Advertisement

Dead GI’s Mother: Arrest ‘Completes Mission’

TIMES STAFF WRITER

The mother of the Buena Park soldier who was among the first Americans killed in Panama said Thursday that she feels her son did not die in vain now that former Panamanian dictator Manuel Antonio Noriega has surrendered to U.S. authorities.

Julie Otto, 43, said Noriega’s surrender and subsequent arrest by agents of the federal Drug Enforcement Administration “completes the mission” for her late son, Army Pfc. Roy Dennis Brown Jr., 19.

“It puts the icing on the cake,” Otto said in a telephone interview.

Army officials said Brown died Dec. 20 during an early-morning assault at Rio Hato, the site of a Panamanian defense force camp. Brown was one of 3,000 troops who parachuted into the camp, a target that was said to be essential to the success of the invasion. Brown was posthumously awarded a Purple Heart, which Otto accepted at her son’s military funeral in Orange last week.

Advertisement

Otto said she learned of Noriega’s surrender while watching the evening news Wednesday. She summoned her boyfriend, Bob Sharkey, to hear the details of the arrest.

“We were very relieved that he turned himself in,” Otto said. “The surrender completes the mission for (the troops in Panama). It’ll never bring Roy back, but it wraps things up.”

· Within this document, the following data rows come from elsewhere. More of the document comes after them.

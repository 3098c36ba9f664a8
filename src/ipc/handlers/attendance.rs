use crate::access;
use crate::ipc::helpers::{
    db_err, get_opt_bool, get_required_str, list_response, page_window, require_lesson_manager,
    run_list, scope_of, validate_date, with_conn, HandlerErr,
};
use crate::ipc::types::{AppState, Request};
use rusqlite::{Connection, OptionalExtension};
use serde_json::json;
use uuid::Uuid;

fn attendance_list(
    conn: &Connection,
    params: &serde_json::Value,
) -> Result<serde_json::Value, HandlerErr> {
    let scope = scope_of(params);
    let filter = access::attendance_conditions(&scope, params);
    let (page, per_page) = page_window(params);
    let (rows, total) = run_list(
        conn,
        "SELECT
           attendance.id,
           attendance.date,
           attendance.present,
           attendance.student_id,
           (SELECT s.last_name || ', ' || s.first_name FROM students s WHERE s.id = attendance.student_id),
           attendance.lesson_id,
           (SELECT name FROM lessons l WHERE l.id = attendance.lesson_id)
         FROM attendance",
        "SELECT COUNT(*) FROM attendance",
        "ORDER BY attendance.date DESC, attendance.id",
        &filter,
        page,
        per_page,
        |r| {
            Ok(json!({
                "id": r.get::<_, String>(0)?,
                "date": r.get::<_, String>(1)?,
                "present": r.get::<_, i64>(2)? != 0,
                "studentId": r.get::<_, String>(3)?,
                "studentName": r.get::<_, Option<String>>(4)?,
                "lessonId": r.get::<_, String>(5)?,
                "lessonName": r.get::<_, Option<String>>(6)?,
            }))
        },
    )?;
    Ok(list_response("attendance", rows, total, page, per_page))
}

/// Upsert: one row per (student, lesson, date).
fn attendance_mark(
    conn: &Connection,
    params: &serde_json::Value,
) -> Result<serde_json::Value, HandlerErr> {
    let scope = scope_of(params);
    let student_id = get_required_str(params, "studentId")?;
    let lesson_id = get_required_str(params, "lessonId")?;
    let date = get_required_str(params, "date")?;
    validate_date(&date, "date")?;
    let Some(present) = get_opt_bool(params, "present")? else {
        return Err(HandlerErr::new("bad_params", "missing present"));
    };
    require_lesson_manager(conn, &scope, &lesson_id)?;

    let enrolled: Option<i64> = conn
        .query_row(
            "SELECT 1 FROM students
             WHERE id = ? AND class_id = (SELECT class_id FROM lessons WHERE id = ?)",
            (&student_id, &lesson_id),
            |r| r.get(0),
        )
        .optional()
        .map_err(db_err)?;
    if enrolled.is_none() {
        return Err(HandlerErr::new(
            "not_found",
            "student is not in the lesson's class",
        ));
    }

    let id = Uuid::new_v4().to_string();
    conn.execute(
        "INSERT INTO attendance(id, date, present, student_id, lesson_id)
         VALUES(?, ?, ?, ?, ?)
         ON CONFLICT(student_id, lesson_id, date) DO UPDATE SET
           present = excluded.present",
        (&id, &date, present as i64, &student_id, &lesson_id),
    )
    .map_err(|e| HandlerErr {
        code: "db_update_failed",
        message: e.to_string(),
        details: Some(json!({ "table": "attendance" })),
    })?;
    Ok(json!({ "ok": true }))
}

fn attendance_delete(
    conn: &Connection,
    params: &serde_json::Value,
) -> Result<serde_json::Value, HandlerErr> {
    let scope = scope_of(params);
    let attendance_id = get_required_str(params, "attendanceId")?;
    let lesson_id: Option<String> = conn
        .query_row(
            "SELECT lesson_id FROM attendance WHERE id = ?",
            [&attendance_id],
            |r| r.get(0),
        )
        .optional()
        .map_err(db_err)?;
    let Some(lesson_id) = lesson_id else {
        return Err(HandlerErr::new("not_found", "attendance row not found"));
    };
    require_lesson_manager(conn, &scope, &lesson_id)?;

    conn.execute("DELETE FROM attendance WHERE id = ?", [&attendance_id])
        .map_err(|e| HandlerErr {
            code: "db_delete_failed",
            message: e.to_string(),
            details: Some(json!({ "table": "attendance" })),
        })?;
    Ok(json!({ "ok": true }))
}

pub fn try_handle(state: &mut AppState, req: &Request) -> Option<serde_json::Value> {
    match req.method.as_str() {
        "attendance.list" => Some(with_conn(state, req, attendance_list)),
        "attendance.mark" => Some(with_conn(state, req, attendance_mark)),
        "attendance.delete" => Some(with_conn(state, req, attendance_delete)),
        _ => None,
    }
}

Otto said her family is slowly recovering from the shock of Brown’s death and she is now concentrating on getting her life back in order.

Advertisement

“We’re doing pretty good,” she said. “The family’s all back home again. I’ve been running around doing things I’ve been putting off, so I’m not just sitting around grieving.”

While the family seeks to put the ordeal behind them, Otto is already anticipating an event that is sure to stir up memories of her son’s death--Noriega’s impending trial on drug-trafficking charges. But Otto, who said she was deluged by calls from reporters seeking comment about Noriega’s surrender, said she already has a contingency plan.

“We’ve decided that once Noriega goes to trial, we’re going to go out of town and not tell anyone where we are,” she said.